**Supplied material:**
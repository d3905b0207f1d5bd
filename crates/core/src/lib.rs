//! Restock Alerts Core - Shared types library.
//!
//! This crate provides common types used across the restock alerts
//! components:
//! - `server` - Webhook listener, subscription API, and notification logic
//! - `integration-tests` - End-to-end test harness
//!
//! # Architecture
//!
//! The core crate contains only types - no I/O, no database access, no HTTP
//! clients. This keeps it lightweight and allows it to be used anywhere.
//!
//! # Modules
//!
//! - [`types`] - Newtype wrappers for type-safe IDs, phone numbers, and
//!   lead statuses

#![cfg_attr(not(test), forbid(unsafe_code))]

pub mod types;

pub use types::*;
//! Unified error handling with Sentry integration.
//!
//! Provides a unified `AppError` type that captures server-side errors to
//! Sentry before responding to the client. Route handlers that can fail
//! return `Result<T, AppError>`; the webhook handler deliberately does not
//! (it always acks with HTTP 200, see `routes::webhooks`), and the product
//! proxy and OAuth callback degrade in place instead of erroring.

use axum::{
    Json,
    http::StatusCode,
    response::{IntoResponse, Response},
};
use serde::Serialize;
use thiserror::Error;

use crate::db::RepositoryError;

/// Application-level error type for the server.
#[derive(Debug, Error)]
pub enum AppError {
    /// Database operation failed.
    #[error("Database error: {0}")]
    Database(#[from] RepositoryError),

    /// Bad request from client.
    #[error("Bad request: {0}")]
    BadRequest(String),
}

/// JSON error body, matching the success-path response shape.
#[derive(Debug, Serialize)]
struct ErrorBody {
    status: &'static str,
    message: String,
}

impl IntoResponse for AppError {
    fn into_response(self) -> Response {
        // Capture server errors to Sentry
        if matches!(self, Self::Database(_)) {
            let event_id = sentry::capture_error(&self);
            tracing::error!(
                error = %self,
                sentry_event_id = %event_id,
                "Request error"
            );
        }

        // Don't expose internal error details to clients
        let (status, message) = match &self {
            Self::Database(_) => (
                StatusCode::INTERNAL_SERVER_ERROR,
                "Internal server error".to_string(),
            ),
            Self::BadRequest(msg) => (StatusCode::BAD_REQUEST, msg.clone()),
        };

        (
            status,
            Json(ErrorBody {
                status: "error",
                message,
            }),
        )
            .into_response()
    }
}
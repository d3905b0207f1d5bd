//! Newtype IDs for type-safe entity references.
//!
//! Use the `define_id!` macro to create type-safe ID wrappers that prevent
//! accidentally mixing IDs from different entity types.

use serde::{Deserialize, Serialize};

/// Macro to define a type-safe ID wrapper.
///
/// Creates a newtype wrapper around `i64` with:
/// - `Serialize`/`Deserialize` with `#[serde(transparent)]`
/// - `Debug`, `Clone`, `Copy`, `PartialEq`, `Eq`, `Hash`
/// - Conversion methods: `new()`, `as_i64()`
/// - `From<i64>` and `Into<i64>` implementations
/// - `sqlx` `Type`, `Encode`, and `Decode` implementations (with `postgres` feature)
///
/// # Example
///
/// ```rust
/// # use restock_alerts_core::define_id;
/// define_id!(LeadId);
///
/// let lead_id = LeadId::new(1);
/// assert_eq!(lead_id.as_i64(), 1);
/// ```
#[macro_export]
macro_rules! define_id {
    ($name:ident) => {
        #[derive(
            Debug,
            Clone,
            Copy,
            PartialEq,
            Eq,
            Hash,
            ::serde::Serialize,
            ::serde::Deserialize
        )]
        #[serde(transparent)]
        pub struct $name(i64);

        impl $name {
            /// Create a new ID from an i64 value.
            #[must_use]
            pub const fn new(id: i64) -> Self {
                Self(id)
            }

            /// Get the underlying i64 value.
            #[must_use]
            pub const fn as_i64(&self) -> i64 {
                self.0
            }
        }

        impl ::core::fmt::Display for $name {
            fn fmt(&self, f: &mut ::core::fmt::Formatter<'_>) -> ::core::fmt::Result {
                write!(f, "{}", self.0)
            }
        }

        impl From<i64> for $name {
            fn from(id: i64) -> Self {
                Self(id)
            }
        }

        impl From<$name> for i64 {
            fn from(id: $name) -> Self {
                id.0
            }
        }

        #[cfg(feature = "postgres")]
        impl ::sqlx::Type<::sqlx::Postgres> for $name {
            fn type_info() -> ::sqlx::postgres::PgTypeInfo {
                <i64 as ::sqlx::Type<::sqlx::Postgres>>::type_info()
            }

            fn compatible(ty: &::sqlx::postgres::PgTypeInfo) -> bool {
                <i64 as ::sqlx::Type<::sqlx::Postgres>>::compatible(ty)
            }
        }

        #[cfg(feature = "postgres")]
        impl<'r> ::sqlx::Decode<'r, ::sqlx::Postgres> for $name {
            fn decode(
                value: ::sqlx::postgres::PgValueRef<'r>,
            ) -> ::core::result::Result<Self, ::sqlx::error::BoxDynError> {
                let id = <i64 as ::sqlx::Decode<::sqlx::Postgres>>::decode(value)?;
                Ok(Self(id))
            }
        }

        #[cfg(feature = "postgres")]
        impl ::sqlx::Encode<'_, ::sqlx::Postgres> for $name {
            fn encode_by_ref(
                &self,
                buf: &mut ::sqlx::postgres::PgArgumentBuffer,
            ) -> ::std::result::Result<::sqlx::encode::IsNull, ::sqlx::error::BoxDynError> {
                <i64 as ::sqlx::Encode<::sqlx::Postgres>>::encode_by_ref(&self.0, buf)
            }
        }
    };
}

// Define standard entity IDs
define_id!(LeadId);
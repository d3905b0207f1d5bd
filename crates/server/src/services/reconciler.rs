//! Restock reconciliation.
//!
//! A `products/update` webhook is distilled into a [`StockEvent`]; when the
//! event shows positive stock, every pending lead for that shop + product
//! gets one delivery attempt. Leads are claimed (`pending -> notified`)
//! *before* the send and released back to `pending` if the send fails, so
//! two concurrent deliveries of the same webhook cannot double-message a
//! customer: the conditional claim admits exactly one winner per lead.

use serde_json::Value;
use sqlx::PgPool;
use thiserror::Error;

use crate::db::{LeadRepository, RepositoryError};
use crate::services::whatsapp::{TEMPLATE_BACK_IN_STOCK, WhatsAppClient};

/// Errors distilling a webhook payload into a [`StockEvent`].
#[derive(Debug, Error, PartialEq, Eq)]
pub enum StockEventError {
    /// The `X-Shopify-Shop-Domain` header was absent or empty.
    #[error("missing shop domain header")]
    MissingShopDomain,
    /// The payload has no usable `id` field.
    #[error("payload has no product id")]
    MissingProductId,
}

/// The distilled form of a product-update webhook. Ephemeral: exists only
/// for the duration of one reconciliation pass.
#[derive(Debug, Clone, PartialEq, Eq)]
pub struct StockEvent {
    /// Tenant shop domain, from the webhook header.
    pub shop: String,
    /// Product ID in canonical string form.
    pub product_id: String,
    /// Sum of `inventory_quantity` across all variants in the payload.
    pub total_stock: i64,
}

impl StockEvent {
    /// Distill a webhook payload into a `StockEvent`.
    ///
    /// The payload `id` arrives as a JSON number but leads store product
    /// IDs as strings, so the ID is canonicalized here - numeric and
    /// string forms of the same ID must compare equal on the read path. A
    /// variant with a missing or non-numeric `inventory_quantity`
    /// contributes 0.
    ///
    /// # Errors
    ///
    /// Returns an error when the shop domain or the product id is absent;
    /// either makes the event unprocessable.
    pub fn from_webhook(
        shop_domain: Option<&str>,
        payload: &Value,
    ) -> Result<Self, StockEventError> {
        let shop = shop_domain
            .map(str::trim)
            .filter(|s| !s.is_empty())
            .ok_or(StockEventError::MissingShopDomain)?;

        let product_id = match payload.get("id") {
            Some(Value::Number(n)) => n.to_string(),
            Some(Value::String(s)) if !s.is_empty() => s.clone(),
            _ => return Err(StockEventError::MissingProductId),
        };

        let total_stock = payload
            .get("variants")
            .and_then(Value::as_array)
            .map_or(0, |variants| {
                variants
                    .iter()
                    .map(|v| {
                        v.get("inventory_quantity")
                            .and_then(Value::as_i64)
                            .unwrap_or(0)
                    })
                    .sum()
            });

        Ok(Self {
            shop: shop.to_owned(),
            product_id,
            total_stock,
        })
    }
}

/// Counters from one reconciliation pass, for logging.
#[derive(Debug, Clone, Copy, Default, PartialEq, Eq)]
pub struct ReconcileSummary {
    /// Pending leads selected for this shop + product.
    pub matched: usize,
    /// Leads notified and committed as `notified`.
    pub notified: usize,
    /// Leads whose send failed; released back to `pending`.
    pub failed: usize,
    /// Leads another webhook delivery claimed first.
    pub already_claimed: usize,
}

/// Run one reconciliation pass for a stock event.
///
/// Zero or negative stock is a successful no-op. Leads are processed
/// sequentially and failures are isolated per lead: one provider rejection
/// is logged, the lead is released, and the loop continues.
///
/// # Errors
///
/// Returns `RepositoryError` only for storage-layer faults; provider
/// failures never abort the pass.
pub async fn reconcile(
    pool: &PgPool,
    whatsapp: &WhatsAppClient,
    event: &StockEvent,
) -> Result<ReconcileSummary, RepositoryError> {
    let mut summary = ReconcileSummary::default();

    if event.total_stock <= 0 {
        tracing::debug!(
            shop = %event.shop,
            product_id = %event.product_id,
            "stock update received, but total quantity is still 0"
        );
        return Ok(summary);
    }

    let leads = LeadRepository::new(pool);
    let pending = leads.find_pending(&event.shop, &event.product_id).await?;
    summary.matched = pending.len();

    tracing::info!(
        shop = %event.shop,
        product_id = %event.product_id,
        total_stock = event.total_stock,
        matched = summary.matched,
        "reconciling pending leads"
    );

    for lead in pending {
        // Claim first so a concurrent delivery of the same event skips
        // this lead instead of sending a second message.
        if !leads.claim(lead.id).await? {
            summary.already_claimed += 1;
            continue;
        }

        match whatsapp
            .send_template(&lead.phone_number, TEMPLATE_BACK_IN_STOCK)
            .await
        {
            Ok(()) => {
                summary.notified += 1;
                tracing::info!(lead_id = %lead.id, "lead notified");
            }
            Err(e) => {
                // One attempt per event; the lead goes back to pending and
                // rides the next restock webhook.
                tracing::warn!(lead_id = %lead.id, error = %e, "send failed, releasing lead");
                if let Err(release_err) = leads.release(lead.id).await {
                    // The lead stays claimed with no message delivered;
                    // that needs operator attention, but the rest of the
                    // batch must still get its delivery attempts.
                    sentry::capture_error(&release_err);
                    tracing::error!(
                        lead_id = %lead.id,
                        error = %release_err,
                        "release after failed send also failed, lead stuck in notified"
                    );
                }
                summary.failed += 1;
            }
        }
    }

    Ok(summary)
}
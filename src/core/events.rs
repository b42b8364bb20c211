use vidget_core::core::events::{DownloadEvent, EventEmitter};

/// Logs each event through `tracing`, then hands it to the wrapped emitter.
#[derive(Clone)]
pub struct LoggingEmitter<E: EventEmitter> {
    inner: E,
}

impl<E: EventEmitter> LoggingEmitter<E> {
    pub fn new(inner: E) -> Self {
        Self { inner }
    }
}

impl<E: EventEmitter> EventEmitter for LoggingEmitter<E> {
    fn emit(&self, event: DownloadEvent) {
        match &event {
            DownloadEvent::Progress(p) => tracing::trace!(
                "[events] {} {} {}% ({}/{})",
                event.name(),
                p.id,
                p.progress,
                p.downloaded_bytes,
                p.total_bytes
            ),
            DownloadEvent::Error { id, message, .. } => {
                tracing::debug!("[events] {} {}: {}", event.name(), id, message)
            }
            _ => tracing::debug!("[events] {} {}", event.name(), event.id()),
        }
        self.inner.emit(event);
    }
}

**Task description:**
Scan the records for the string "compatible" and report each line where it occurs.

**Output of the task:**
            fn compatible(ty: &::sqlx::postgres::PgTypeInfo) -> bool {
                <i64 as ::sqlx::Type<::sqlx::Postgres>>::compatible(ty)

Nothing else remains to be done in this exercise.